Neutronics Analysis / 3 – Sample Analysis • DPA values up to 0.4 DPA/month • Relative contribution from protons and neutrons depends on the position of the sample
Neutronics Analysis / 4 – Shielding Studies • Shielding dimensioning studies are currently underway • A mix of polyethylene and borated polyethylene with an iron neutron reflector around the target has yielded the best results so far
Follow-on activities • Follow-on proposal exists in the context of ENSAR2 • Budget of ~ 500 k€ • Goal is to measure effectiveness of cooling of beam window under simulated proton beam impact
Possible Cooperations • In the case of the IFMIF testing facility for ITER, a spallation source was proposed as a backup solution in the last annual report. T-MIF has a spectrum and neutron fluence which could fulfill the same criteria, albeit within a smaller volume • MYRRHA is approaching the detail design stage for which reliable material values are needed. The high fluence and fast spectrum of T-MIF can meet this requirement. • Contacts are on-going with the Japan Atomic Energy Agency’s transmutation Centre at J-Parc who have expressed an interest in the design and a visit is planned in January.
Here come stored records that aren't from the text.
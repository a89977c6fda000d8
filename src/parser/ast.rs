use std::fmt::Display;

use crate::catalog::schema::Column;

/// A literal as it appears in SQL text. Numeric literals stay unparsed so
/// that the integer-versus-decimal decision is deferred until the target
/// column type is known.
#[derive(Clone, Debug, PartialEq)]
pub enum Literal {
    Number(String),
    String(String),
    Boolean(bool),
}

impl Display for Literal {
    fn fmt(&self, f: &mut std::fmt::Formatter<'_>) -> std::fmt::Result {
        match self {
            Self::Number(raw) => write!(f, "{}", raw),
            Self::String(s) => write!(f, "'{}'", s),
            Self::Boolean(b) => write!(f, "{}", b),
        }
    }
}

#[derive(Copy, Clone, Debug, PartialEq, Eq)]
pub enum BinaryOperator {
    Eq,
    NotEq,
    Less,
    LessEq,
    Greater,
    GreaterEq,
    And,
    Or,
}

impl Display for BinaryOperator {
    fn fmt(&self, f: &mut std::fmt::Formatter<'_>) -> std::fmt::Result {
        match self {
            Self::Eq => write!(f, "="),
            Self::NotEq => write!(f, "!="),
            Self::Less => write!(f, "<"),
            Self::LessEq => write!(f, "<="),
            Self::Greater => write!(f, ">"),
            Self::GreaterEq => write!(f, ">="),
            Self::And => write!(f, "AND"),
            Self::Or => write!(f, "OR"),
        }
    }
}

#[derive(Clone, Debug, PartialEq)]
pub enum Expr {
    /// a column name, possibly dotted as "table.column"
    Identifier(String),
    Literal(Literal),
    Binary {
        left: Box<Expr>,
        op: BinaryOperator,
        right: Box<Expr>,
    },
}

#[derive(Clone, Debug, PartialEq)]
pub struct JoinClause {
    pub table: String,
    pub on: Expr,
}

#[derive(Clone, Debug, PartialEq)]
pub struct SelectStatement {
    pub table: String,
    /// projected field names; `["*"]` selects every column
    pub fields: Vec<String>,
    pub join: Option<JoinClause>,
    pub filter: Option<Expr>,
}

#[derive(Clone, Debug, PartialEq)]
pub enum Statement {
    CreateTable {
        name: String,
        columns: Vec<Column>,
    },
    CreateIndex {
        name: String,
        table: String,
        column: String,
    },
    Insert {
        table: String,
        columns: Vec<String>,
        values: Vec<Literal>,
    },
    Select(SelectStatement),
    Update {
        table: String,
        assignments: Vec<(String, Literal)>,
        filter: Option<Expr>,
    },
    Delete {
        table: String,
        filter: Option<Expr>,
    },
}
use super::eval::evaluate;
use super::Executor;
use crate::catalog::schema::Schema;
use crate::error::Result;
use crate::parser::ast::Expr;
use crate::tuple::Tuple;

/// Passes through only the tuples for which the predicate holds.
pub struct FilterExecutor {
    child: Box<dyn Executor>,
    predicate: Expr,
}

impl FilterExecutor {
    pub fn new(child: Box<dyn Executor>, predicate: Expr) -> Self {
        Self { child, predicate }
    }

    fn fetch_next(&mut self) -> Result<Option<Tuple>> {
        loop {
            match self.child.next().transpose()? {
                None => return Ok(None),
                Some(tuple) => {
                    if evaluate(&tuple, &self.predicate, self.child.schema())? {
                        return Ok(Some(tuple));
                    }
                }
            }
        }
    }
}

impl Executor for FilterExecutor {
    fn open(&mut self) -> Result<()> {
        self.child.open()
    }

    fn next(&mut self) -> Option<Result<Tuple>> {
        self.fetch_next().transpose()
    }

    fn close(&mut self) -> Result<()> {
        self.child.close()
    }

    fn schema(&self) -> &Schema {
        self.child.schema()
    }
}

#[cfg(test)]
mod tests {
    use crate::error::DbError;
    use crate::executors::tests::TestDb;

    #[test]
    fn filters_keep_only_matching_rows() {
        let db = TestDb::new();
        db.execute("create table items (name STRING, count INT)").unwrap();
        db.execute("insert into items values ('foo', 1)").unwrap();
        db.execute("insert into items values ('bar', 2)").unwrap();
        db.execute("insert into items values ('baz', 3)").unwrap();

        let rows = db.execute("select * from items where count > 1").unwrap();
        assert_eq!(rows.len(), 2);
        assert_eq!(rows[0].as_str(0), "bar");
        assert_eq!(rows[1].as_str(0), "baz");
    }

    #[test]
    fn predicate_errors_bubble_out_of_next() {
        let db = TestDb::new();
        db.execute("create table items (name STRING)").unwrap();
        db.execute("insert into items values ('foo')").unwrap();

        let err = db
            .execute("select * from items where missing = 1")
            .unwrap_err();
        assert!(matches!(err, DbError::ColumnMissing(_)));
    }
}
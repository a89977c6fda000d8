use std::collections::HashMap;
use std::sync::RwLock;

use crate::common::Rid;
use crate::tuple::value::Value;

/// The registry key under which the index on `table`.`column` is found.
pub fn index_key(table: &str, column: &str) -> String {
    format!("{}.{}", table, column)
}

/// An in-memory multimap from cell value to the rids holding that value,
/// in insertion order. Not persisted; rebuilt from the heap on startup.
/// Key equality is the natural equality of the value's type; DECIMAL keys
/// compare by their canonical decimal text form.
pub struct HashIndex {
    items: RwLock<HashMap<Value, Vec<Rid>>>,
}

impl HashIndex {
    pub fn new() -> Self {
        Self {
            items: RwLock::new(HashMap::new()),
        }
    }

    pub fn insert(&self, key: Value, rid: Rid) {
        let mut items = self.items.write().unwrap();
        items.entry(key).or_default().push(rid);
    }

    pub fn get(&self, key: &Value) -> Vec<Rid> {
        let items = self.items.read().unwrap();
        items.get(key).cloned().unwrap_or_default()
    }

    /// Removes the first occurrence of (key, rid), if present.
    pub fn delete(&self, key: &Value, rid: Rid) {
        let mut items = self.items.write().unwrap();
        if let Some(rids) = items.get_mut(key) {
            if let Some(pos) = rids.iter().position(|r| *r == rid) {
                rids.remove(pos);
            }
        }
    }

    pub fn len(&self) -> usize {
        let items = self.items.read().unwrap();
        items.values().map(|rids| rids.len()).sum()
    }

    pub fn is_empty(&self) -> bool {
        self.len() == 0
    }
}

impl Default for HashIndex {
    fn default() -> Self {
        Self::new()
    }
}

#[cfg(test)]
mod tests {
    use super::HashIndex;
    use crate::tuple::value::Value;

    #[test]
    fn rids_accumulate_in_insertion_order() {
        let index = HashIndex::new();
        index.insert(Value::Int(1), (0, 0));
        index.insert(Value::Int(1), (0, 1));
        index.insert(Value::Int(2), (1, 0));

        assert_eq!(index.get(&Value::Int(1)), vec![(0, 0), (0, 1)]);
        assert_eq!(index.get(&Value::Int(2)), vec![(1, 0)]);
        assert_eq!(index.get(&Value::Int(3)), vec![]);
        assert_eq!(index.len(), 3);
    }

    #[test]
    fn delete_removes_only_the_first_occurrence() {
        let index = HashIndex::new();
        index.insert(Value::Int(1), (0, 0));
        index.insert(Value::Int(1), (0, 0));
        index.delete(&Value::Int(1), (0, 0));
        assert_eq!(index.get(&Value::Int(1)), vec![(0, 0)]);

        // deleting a missing pair is a no-op
        index.delete(&Value::Int(9), (9, 9));
    }

    #[test]
    fn decimal_keys_compare_by_text() {
        let index = HashIndex::new();
        assert!(index.is_empty());
        index.insert(Value::Decimal("10.50".to_owned()), (0, 0));

        assert_eq!(index.get(&Value::Decimal("10.50".to_owned())), vec![(0, 0)]);
        assert_eq!(index.get(&Value::Decimal("10.5".to_owned())), vec![]);
        assert!(!index.is_empty());
    }
}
Concluding remarks • The most pressing difficulties in many of the new projects undertaken in high-power physics relate to materials and their performance. • Increasing the investigative qualities of the instruments for the physics infrastructure of tomorrow is crucially dependent on improving the survivability of the components, their serviceability, their environmental impact. All of which are related to material sciences. • There is a rationale for a facility such as T-MIF to meet the need for testing materials under extreme conditions of irradiation, corrosion, temperature and stress.